L’étude dénommée « Paying Taxes 2017 »  prend en compte les impôts annuels et cotisations obligatoires des PME  de 190 pays notamment l’imposition des bénéfices, les cotisations et charges sociales supportées par l’employeur, la taxe foncière, l’impôt sur la transmission du patrimoine et l’imposition des dividendes.

Sur le plan africain, c’est le Lesotho qui vient en première position avec le taux d’imposition le moins élevé du continent (13,6%),  suivi de la Zambie (18,6%), de la Namibie (20,7%) et de l’Ile Maurice(21,8%).Les taux  d’impositions les plus élevés  reviennent aux Comores (216,7%) à l’Erythrée (83,7%) et à la Guinée Equatoriale (79,4%).

Ces données s’expliquent, note l’étude par  le fait que le  régime fiscal des PME a un impact sur les comportements des investisseurs et par ricochet sur la croissance économique et la création d’emploi.

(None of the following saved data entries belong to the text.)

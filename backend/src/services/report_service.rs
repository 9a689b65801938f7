use std::sync::Arc;

use chrono::{DateTime, Duration, Utc};

use crate::{
    error::ApiError,
    models::{RecentSummary, ScanResult, ScanStatus, VulnerabilityStats},
    services::scan_registry::ScanRegistry,
};

pub const DEFAULT_SUMMARY_DAYS: i64 = 7;

/// Summarise results started after `now - days`. Finding tallies only
/// include completed scans. A window reaching past the representable range
/// covers all results.
pub fn summarize_recent(results: &[ScanResult], days: i64, now: DateTime<Utc>) -> RecentSummary {
    let cutoff = Duration::try_days(days.max(0))
        .and_then(|window| now.checked_sub_signed(window))
        .unwrap_or(DateTime::<Utc>::MIN_UTC);
    let mut summary = RecentSummary {
        days,
        ..Default::default()
    };

    for result in results.iter().filter(|r| r.scan.start_time > cutoff) {
        summary.total_scans += 1;
        match result.scan.status {
            ScanStatus::Completed => summary.completed += 1,
            ScanStatus::Failed => summary.failed += 1,
            _ => {}
        }
        if result.scan.status != ScanStatus::Completed {
            continue;
        }
        for finding in &result.scan.vulnerabilities {
            *summary
                .vulnerability_summary
                .entry(finding.finding_type.clone())
                .or_insert(0) += 1;
            summary.severity_counts.record(finding.severity);
        }
    }

    summary
}

pub fn vulnerability_type_counts(results: &[ScanResult]) -> VulnerabilityStats {
    let mut counts = VulnerabilityStats::new();
    for result in results
        .iter()
        .filter(|r| r.scan.status == ScanStatus::Completed)
    {
        for finding in &result.scan.vulnerabilities {
            *counts.entry(finding.finding_type.clone()).or_insert(0) += 1;
        }
    }
    counts
}

/// Read side over completed scan results.
pub struct ReportService {
    registry: Arc<ScanRegistry>,
}

impl ReportService {
    pub fn new(registry: Arc<ScanRegistry>) -> Self {
        Self { registry }
    }

    pub async fn list_reports(&self) -> Vec<ScanResult> {
        self.registry.get_all_results().await
    }

    pub async fn get_report(&self, id: &str) -> Result<ScanResult, ApiError> {
        self.registry
            .get_result(id)
            .await
            .ok_or_else(|| ApiError::not_found(format!("Report {} not found", id)))
    }

    pub async fn recent_summary(&self, days: Option<i64>) -> Result<RecentSummary, ApiError> {
        let days = days.unwrap_or(DEFAULT_SUMMARY_DAYS);
        if days < 0 {
            return Err(ApiError::validation("days must not be negative"));
        }
        let results = self.registry.get_all_results().await;
        Ok(summarize_recent(&results, days, Utc::now()))
    }

    pub async fn delete_report(&self, id: &str) -> Result<(), ApiError> {
        self.registry.delete_report(id).await
    }

    pub async fn vulnerability_stats(&self) -> VulnerabilityStats {
        vulnerability_type_counts(&self.registry.get_all_results().await)
    }
}
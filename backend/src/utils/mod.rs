pub mod validation;

pub use validation::*;
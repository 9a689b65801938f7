use std::sync::Arc;

use axum::{
    routing::{delete, get, patch, post},
    Router,
};

use crate::{
    config::Settings,
    error::ApiError,
    repositories::{SqlxStateStore, StateStore},
    services::{ConfigBackend, RandomSource, ReportBackend, ScanBackend, ScanService, ThreadRandom},
};

pub mod config;
pub mod database;
pub mod error;
pub mod handlers;
pub mod middleware;
pub mod models;
pub mod repositories;
pub mod services;
pub mod utils;

/// Shared application state containing all dependencies
#[derive(Clone)]
pub struct AppState {
    pub settings: Arc<Settings>,
    pub scan_service: Arc<ScanService>,
    pub scans: Arc<dyn ScanBackend>,
    pub reports: Arc<dyn ReportBackend>,
    pub config: Arc<dyn ConfigBackend>,
}

impl AppState {
    /// Build state backed by the SQLite store at `settings.database_url`.
    pub async fn new(settings: Settings) -> Result<Self, ApiError> {
        let pool = crate::database::create_connection_pool(&settings.database_url).await?;
        let store: Arc<dyn StateStore + Send + Sync> = Arc::new(SqlxStateStore::new(pool));
        Self::with_store(settings, store, Arc::new(ThreadRandom)).await
    }

    /// Build state over an explicit store and random source.
    pub async fn with_store(
        settings: Settings,
        store: Arc<dyn StateStore + Send + Sync>,
        rng: Arc<dyn RandomSource>,
    ) -> Result<Self, ApiError> {
        let scan_service = Arc::new(ScanService::initialize(store, &settings, rng).await?);

        Ok(Self {
            settings: Arc::new(settings),
            scans: scan_service.clone(),
            reports: scan_service.clone(),
            config: scan_service.clone(),
            scan_service,
        })
    }
}

/// API routes without transport layers (CORS, tracing).
pub fn create_router(app_state: AppState) -> Router {
    Router::new()
        // Health
        .route("/api/health", get(handlers::health_check))
        .route("/api/health/live", get(handlers::liveness_check))
        // Scan service
        .route("/api/scan/start", post(handlers::scan_handlers::start_scan))
        .route("/api/scan/batch", post(handlers::scan_handlers::batch_scan))
        .route("/api/scan/status/:id", get(handlers::scan_handlers::get_scan_status))
        .route("/api/scan/active", get(handlers::scan_handlers::get_active_scans))
        // Scan registry
        .route(
            "/api/scans",
            get(handlers::scan_handlers::list_scans).delete(handlers::scan_handlers::clear_scans),
        )
        .route("/api/scans/:id", delete(handlers::scan_handlers::delete_scan))
        .route("/api/scans/:id/cancel", post(handlers::scan_handlers::cancel_scan))
        // Reports
        .route("/api/report", get(handlers::report_handlers::list_reports))
        .route(
            "/api/report/:id",
            get(handlers::report_handlers::get_report).delete(handlers::report_handlers::delete_report),
        )
        .route("/api/report/summary/recent", get(handlers::report_handlers::recent_summary))
        .route(
            "/api/report/stats/vulnerability_types",
            get(handlers::report_handlers::vulnerability_stats),
        )
        // Scan configuration
        .route(
            "/api/config",
            get(handlers::config_handlers::get_config).patch(handlers::config_handlers::update_config),
        )
        .route(
            "/api/config/vulnerabilities",
            get(handlers::config_handlers::get_vulnerability_library),
        )
        .route(
            "/api/config/vulnerabilities/:module",
            patch(handlers::config_handlers::update_vulnerability_rule),
        )
        .route("/api/config/reset", post(handlers::config_handlers::reset_config))
        .with_state(app_state)
}
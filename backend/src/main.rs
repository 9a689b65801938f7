use std::net::SocketAddr;

use tokio::signal;

use scan_orchestrator::{config, create_router, middleware, AppState};

#[tokio::main]
async fn main() -> anyhow::Result<()> {
    // Load configuration first
    let settings = config::Settings::new()?;

    middleware::init_logging(&settings.log_level, &settings.log_format)?;

    tracing::info!("Starting scan orchestrator v{}", env!("CARGO_PKG_VERSION"));

    let app_state = AppState::new(settings.clone()).await?;
    let scan_service = app_state.scan_service.clone();

    let app = create_router(app_state)
        .layer(axum::middleware::from_fn(middleware::request_logging_middleware))
        .layer(middleware::create_trace_layer())
        .layer(middleware::create_cors_layer(&settings.cors_allow_origins));

    let addr: SocketAddr = settings.bind_address.parse()?;
    let listener = tokio::net::TcpListener::bind(addr).await?;
    tracing::info!(address = %addr, "server listening");

    axum::serve(listener, app)
        .with_graceful_shutdown(shutdown_signal())
        .await?;

    if let Err(e) = scan_service.shutdown().await {
        tracing::error!(error = %e, "failed to flush state during shutdown");
        return Err(e.into());
    }

    tracing::info!("Server shutdown complete");
    Ok(())
}

/// Handle graceful shutdown signals
async fn shutdown_signal() {
    let ctrl_c = async {
        if let Err(e) = signal::ctrl_c().await {
            tracing::error!(error = %e, "failed to install Ctrl+C handler");
            std::future::pending::<()>().await;
        }
    };

    #[cfg(unix)]
    let terminate = async {
        match signal::unix::signal(signal::unix::SignalKind::terminate()) {
            Ok(mut stream) => {
                stream.recv().await;
            }
            Err(e) => {
                tracing::error!(error = %e, "failed to install SIGTERM handler");
                std::future::pending::<()>().await;
            }
        }
    };

    #[cfg(not(unix))]
    let terminate = std::future::pending::<()>();

    tokio::select! {
        _ = ctrl_c => {
            tracing::info!("Received Ctrl+C, starting graceful shutdown");
        },
        _ = terminate => {
            tracing::info!("Received SIGTERM, starting graceful shutdown");
        },
    }
}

« Un régime fiscal excessif diminue les investissements étrangers et nationaux ainsi que les initiatives entrepreneuriales.  Un régime fiscal favorable, par contre, élargit l’assiette fiscale et stimule la création des entreprises » peut on lire dans le rapport.

Un régime fiscal serait donc le plus recommandé  dans le cas des économies africaines qui s’appuient en grande partie sur le secteur privé et donc les PME.

Outre le régime fiscal, le financement  des PME a également été pointé par le rapport comme facteur de croissance des économies africaines.